- **Task instructions**:
What the task needs is the data below, written out verbatim.

- **Input material**:
↓
//! Autocomplete session state and suggestion types.

use crate::trigger::{Trigger, TriggerMatch};
use serde::{Deserialize, Serialize};

/// An externally supplied completion candidate. Only `name` and `value`
/// matter to the engine; the rest is for display.
#[derive(Debug, Clone, PartialEq, Eq, Serialize, Deserialize)]
pub struct Suggestion {
    pub name: String,
    pub value: String,
    #[serde(rename = "type", default, skip_serializing_if = "Option::is_none")]
    pub kind: Option<String>,
    #[serde(default, skip_serializing_if = "Option::is_none")]
    pub description: Option<String>,
    #[serde(default, skip_serializing_if = "Option::is_none")]
    pub icon: Option<String>,
}

impl Suggestion {
    pub fn new(name: impl Into<String>, value: impl Into<String>) -> Self {
        Self {
            name: name.into(),
            value: value.into(),
            kind: None,
            description: None,
            icon: None,
        }
    }

    pub fn with_kind(mut self, kind: impl Into<String>) -> Self {
        self.kind = Some(kind.into());
        self
    }

    pub fn with_description(mut self, description: impl Into<String>) -> Self {
        self.description = Some(description.into());
        self
    }

    pub fn with_icon(mut self, icon: impl Into<String>) -> Self {
        self.icon = Some(icon.into());
        self
    }
}

/// What the engine asks the host for. Responses are tagged with the
/// request they answer.
#[derive(Debug, Clone, PartialEq, Eq, Hash, Serialize, Deserialize)]
pub struct SuggestionRequest {
    #[serde(rename = "type")]
    pub trigger: Trigger,
    pub query: String,
}

impl SuggestionRequest {
    pub fn new(trigger: Trigger, query: impl Into<String>) -> Self {
        Self {
            trigger,
            query: query.into(),
        }
    }
}

/// State of an open autocomplete session.
#[derive(Debug, Clone, PartialEq, Eq)]
pub struct ActiveSession {
    pub trigger: Trigger,
    pub query: String,
    /// Start of the trigger character.
    pub anchor_from: usize,
    /// Cursor position at the last recompute.
    pub anchor_to: usize,
    pub suggestions: Vec<Suggestion>,
    pub selected_index: usize,
}

impl ActiveSession {
    pub fn from_match(found: TriggerMatch) -> Self {
        Self {
            trigger: found.trigger,
            query: found.query,
            anchor_from: found.from,
            anchor_to: found.to,
            suggestions: Vec::new(),
            selected_index: 0,
        }
    }

    pub fn request(&self) -> SuggestionRequest {
        SuggestionRequest::new(self.trigger, self.query.clone())
    }

    /// Whether `request` was issued for this session's current query.
    pub fn answers(&self, request: &SuggestionRequest) -> bool {
        self.trigger == request.trigger && self.query == request.query
    }

    pub fn selected(&self) -> Option<&Suggestion> {
        self.suggestions.get(self.selected_index)
    }

    pub fn select_next(&mut self) {
        let count = self.suggestions.len();
        self.selected_index = if count == 0 {
            0
        } else {
            (self.selected_index + 1) % count
        };
    }

    pub fn select_previous(&mut self) {
        let count = self.suggestions.len();
        self.selected_index = if count == 0 {
            0
        } else {
            (self.selected_index + count - 1) % count
        };
    }

    /// Swap in a new list, keeping the selection when it is still valid.
    pub fn replace_suggestions(&mut self, suggestions: Vec<Suggestion>) {
        if self.selected_index >= suggestions.len() {
            self.selected_index = 0;
        }
        self.suggestions = suggestions;
    }
}

/// The single autocomplete session. Inactive carries no trigger, no
/// suggestions and a zero selection by construction.
#[derive(Debug, Clone, Default, PartialEq, Eq)]
pub enum Session {
    #[default]
    Inactive,
    Active(ActiveSession),
}

impl Session {
    pub fn is_active(&self) -> bool {
        matches!(self, Session::Active(_))
    }

    pub fn active(&self) -> Option<&ActiveSession> {
        match self {
            Session::Active(active) => Some(active),
            Session::Inactive => None,
        }
    }

    pub fn active_mut(&mut self) -> Option<&mut ActiveSession> {
        match self {
            Session::Active(active) => Some(active),
            Session::Inactive => None,
        }
    }

    pub fn trigger(&self) -> Option<Trigger> {
        self.active().map(|a| a.trigger)
    }

    pub fn query(&self) -> &str {
        self.active().map(|a| a.query.as_str()).unwrap_or("")
    }

    pub fn suggestions(&self) -> &[Suggestion] {
        self.active().map(|a| a.suggestions.as_slice()).unwrap_or(&[])
    }

    pub fn selected_index(&self) -> usize {
        self.active().map(|a| a.selected_index).unwrap_or(0)
    }

    /// Session after a recompute. A requery under the same trigger keeps
    /// the previous list visible until the new one arrives; the
    /// selection always resets.
    pub fn recomputed(&self, found: Option<TriggerMatch>) -> Session {
        let Some(found) = found else {
            return Session::Inactive;
        };
        let mut next = ActiveSession::from_match(found);
        if let Some(prev) = self.active() {
            if prev.trigger == next.trigger {
                next.suggestions = prev.suggestions.clone();
            }
        }
        Session::Active(next)
    }
}

#[cfg(test)]
mod tests {
    use super::*;

    fn session_with(count: usize, selected: usize) -> ActiveSession {
        ActiveSession {
            trigger: Trigger::Mention,
            query: "a".to_string(),
            anchor_from: 0,
            anchor_to: 2,
            suggestions: (0..count)
                .map(|i| Suggestion::new(format!("s{i}"), format!("v{i}")))
                .collect(),
            selected_index: selected,
        }
    }

    #[test]
    fn test_navigation_wraps_down() {
        let mut s = session_with(3, 2);
        s.select_next();
        assert_eq!(s.selected_index, 0);
    }

    #[test]
    fn test_navigation_wraps_up() {
        let mut s = session_with(3, 0);
        s.select_previous();
        assert_eq!(s.selected_index, 2);
    }

    #[test]
    fn test_navigation_on_empty_list_stays_zero() {
        let mut s = session_with(0, 0);
        s.select_previous();
        assert_eq!(s.selected_index, 0);
        s.select_next();
        assert_eq!(s.selected_index, 0);
    }

    #[test]
    fn test_inactive_accessors() {
        let s = Session::Inactive;
        assert!(!s.is_active());
        assert_eq!(s.trigger(), None);
        assert!(s.suggestions().is_empty());
        assert_eq!(s.selected_index(), 0);
        assert_eq!(s.query(), "");
    }

    #[test]
    fn test_recompute_keeps_list_for_same_trigger() {
        let prev = Session::Active(session_with(2, 1));
        let next = prev.recomputed(Some(TriggerMatch {
            trigger: Trigger::Mention,
            query: "ab".to_string(),
            from: 0,
            to: 3,
        }));
        assert_eq!(next.suggestions().len(), 2);
        assert_eq!(next.selected_index(), 0);
        assert_eq!(next.query(), "ab");

        let switched = prev.recomputed(Some(TriggerMatch {
            trigger: Trigger::Hashtag,
            query: String::new(),
            from: 0,
            to: 1,
        }));
        assert!(switched.suggestions().is_empty());
        assert_eq!(prev.recomputed(None), Session::Inactive);
    }

    #[test]
    fn test_replace_suggestions_clamps_selection() {
        let mut s = session_with(3, 2);
        s.replace_suggestions(vec![Suggestion::new("x", "x")]);
        assert_eq!(s.selected_index, 0);
    }

    #[test]
    fn test_suggestion_wire_shape() {
        let json = r#"{"name":"foo.py","value":"file:foo.py","type":"file","icon":"python.svg"}"#;
        let s: Suggestion = serde_json::from_str(json).unwrap();
        assert_eq!(s.kind.as_deref(), Some("file"));
        assert!(s.description.is_none());
        let back = serde_json::to_value(&s).unwrap();
        assert!(back.get("description").is_none());
    }
}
↑
- **Solution below**:
//! Autocomplete session state and suggestion types.

use crate::trigger::{Trigger, TriggerMatch};
use serde::{Deserialize, Serialize};

/// An externally supplied completion candidate. Only `name` and `value`
/// matter to the engine; the rest is for display.
#[derive(Debug, Clone, PartialEq, Eq, Serialize, Deserialize)]
pub struct Suggestion {
    pub name: String,
    pub value: String,
    #[serde(rename = "type", default, skip_serializing_if = "Option::is_none")]
    pub kind: Option<String>,
    #[serde(default, skip_serializing_if = "Option::is_none")]
    pub description: Option<String>,
    #[serde(default, skip_serializing_if = "Option::is_none")]
    pub icon: Option<String>,
}

impl Suggestion {
    pub fn new(name: impl Into<String>, value: impl Into<String>) -> Self {
        Self {
            name: name.into(),
            value: value.into(),
            kind: None,
            description: None,
            icon: None,
        }
    }

    pub fn with_kind(mut self, kind: impl Into<String>) -> Self {
        self.kind = Some(kind.into());
        self
    }

    pub fn with_description(mut self, description: impl Into<String>) -> Self {
        self.description = Some(description.into());
        self
    }

    pub fn with_icon(mut self, icon: impl Into<String>) -> Self {
        self.icon = Some(icon.into());
        self
    }
}

/// What the engine asks the host for. Responses are tagged with the
/// request they answer.
#[derive(Debug, Clone, PartialEq, Eq, Hash, Serialize, Deserialize)]
pub struct SuggestionRequest {
    #[serde(rename = "type")]
    pub trigger: Trigger,
    pub query: String,
}

impl SuggestionRequest {
    pub fn new(trigger: Trigger, query: impl Into<String>) -> Self {
        Self {
            trigger,
            query: query.into(),
        }
    }
}

/// State of an open autocomplete session.
#[derive(Debug, Clone, PartialEq, Eq)]
pub struct ActiveSession {
    pub trigger: Trigger,
    pub query: String,
    /// Start of the trigger character.
    pub anchor_from: usize,
    /// Cursor position at the last recompute.
    pub anchor_to: usize,
    pub suggestions: Vec<Suggestion>,
    pub selected_index: usize,
}

impl ActiveSession {
    pub fn from_match(found: TriggerMatch) -> Self {
        Self {
            trigger: found.trigger,
            query: found.query,
            anchor_from: found.from,
            anchor_to: found.to,
            suggestions: Vec::new(),
            selected_index: 0,
        }
    }

    pub fn request(&self) -> SuggestionRequest {
        SuggestionRequest::new(self.trigger, self.query.clone())
    }

    /// Whether `request` was issued for this session's current query.
    pub fn answers(&self, request: &SuggestionRequest) -> bool {
        self.trigger == request.trigger && self.query == request.query
    }

    pub fn selected(&self) -> Option<&Suggestion> {
        self.suggestions.get(self.selected_index)
    }

    pub fn select_next(&mut self) {
        let count = self.suggestions.len();
        self.selected_index = if count == 0 {
            0
        } else {
            (self.selected_index + 1) % count
        };
    }

    pub fn select_previous(&mut self) {
        let count = self.suggestions.len();
        self.selected_index = if count == 0 {
            0
        } else {
            (self.selected_index + count - 1) % count
        };
    }

    /// Swap in a new list, keeping the selection when it is still valid.
    pub fn replace_suggestions(&mut self, suggestions: Vec<Suggestion>) {
        if self.selected_index >= suggestions.len() {
            self.selected_index = 0;
        }
        self.suggestions = suggestions;
    }
}

/// The single autocomplete session. Inactive carries no trigger, no
/// suggestions and a zero selection by construction.
#[derive(Debug, Clone, Default, PartialEq, Eq)]
pub enum Session {
    #[default]
    Inactive,
    Active(ActiveSession),
}

impl Session {
    pub fn is_active(&self) -> bool {
        matches!(self, Session::Active(_))
    }

    pub fn active(&self) -> Option<&ActiveSession> {
        match self {
            Session::Active(active) => Some(active),
            Session::Inactive => None,
        }
    }

    pub fn active_mut(&mut self) -> Option<&mut ActiveSession> {
        match self {
            Session::Active(active) => Some(active),
            Session::Inactive => None,
        }
    }

    pub fn trigger(&self) -> Option<Trigger> {
        self.active().map(|a| a.trigger)
    }

    pub fn query(&self) -> &str {
        self.active().map(|a| a.query.as_str()).unwrap_or("")
    }

    pub fn suggestions(&self) -> &[Suggestion] {
        self.active().map(|a| a.suggestions.as_slice()).unwrap_or(&[])
    }

    pub fn selected_index(&self) -> usize {
        self.active().map(|a| a.selected_index).unwrap_or(0)
    }

    /// Session after a recompute. A requery under the same trigger keeps
    /// the previous list visible until the new one arrives; the
    /// selection always resets.
    pub fn recomputed(&self, found: Option<TriggerMatch>) -> Session {
        let Some(found) = found else {
            return Session::Inactive;
        };
        let mut next = ActiveSession::from_match(found);
        if let Some(prev) = self.active() {
            if prev.trigger == next.trigger {
                next.suggestions = prev.suggestions.clone();
            }
        }
        Session::Active(next)
    }
}

#[cfg(test)]
mod tests {
    use super::*;

    fn session_with(count: usize, selected: usize) -> ActiveSession {
        ActiveSession {
            trigger: Trigger::Mention,
            query: "a".to_string(),
            anchor_from: 0,
            anchor_to: 2,
            suggestions: (0..count)
                .map(|i| Suggestion::new(format!("s{i}"), format!("v{i}")))
                .collect(),
            selected_index: selected,
        }
    }

    #[test]
    fn test_navigation_wraps_down() {
        let mut s = session_with(3, 2);
        s.select_next();
        assert_eq!(s.selected_index, 0);
    }

    #[test]
    fn test_navigation_wraps_up() {
        let mut s = session_with(3, 0);
        s.select_previous();
        assert_eq!(s.selected_index, 2);
    }

    #[test]
    fn test_navigation_on_empty_list_stays_zero() {
        let mut s = session_with(0, 0);
        s.select_previous();
        assert_eq!(s.selected_index, 0);
        s.select_next();
        assert_eq!(s.selected_index, 0);
    }

    #[test]
    fn test_inactive_accessors() {
        let s = Session::Inactive;
        assert!(!s.is_active());
        assert_eq!(s.trigger(), None);
        assert!(s.suggestions().is_empty());
        assert_eq!(s.selected_index(), 0);
        assert_eq!(s.query(), "");
    }

    #[test]
    fn test_recompute_keeps_list_for_same_trigger() {
        let prev = Session::Active(session_with(2, 1));
        let next = prev.recomputed(Some(TriggerMatch {
            trigger: Trigger::Mention,
            query: "ab".to_string(),
            from: 0,
            to: 3,
        }));
        assert_eq!(next.suggestions().len(), 2);
        assert_eq!(next.selected_index(), 0);
        assert_eq!(next.query(), "ab");

        let switched = prev.recomputed(Some(TriggerMatch {
            trigger: Trigger::Hashtag,
            query: String::new(),
            from: 0,
            to: 1,
        }));
        assert!(switched.suggestions().is_empty());
        assert_eq!(prev.recomputed(None), Session::Inactive);
    }

    #[test]
    fn test_replace_suggestions_clamps_selection() {
        let mut s = session_with(3, 2);
        s.replace_suggestions(vec![Suggestion::new("x", "x")]);
        assert_eq!(s.selected_index, 0);
    }

    #[test]
    fn test_suggestion_wire_shape() {
        let json = r#"{"name":"foo.py","value":"file:foo.py","type":"file","icon":"python.svg"}"#;
        let s: Suggestion = serde_json::from_str(json).unwrap();
        assert_eq!(s.kind.as_deref(), Some("file"));
        assert!(s.description.is_none());
        let back = serde_json::to_value(&s).unwrap();
        assert!(back.get("description").is_none());
    }
}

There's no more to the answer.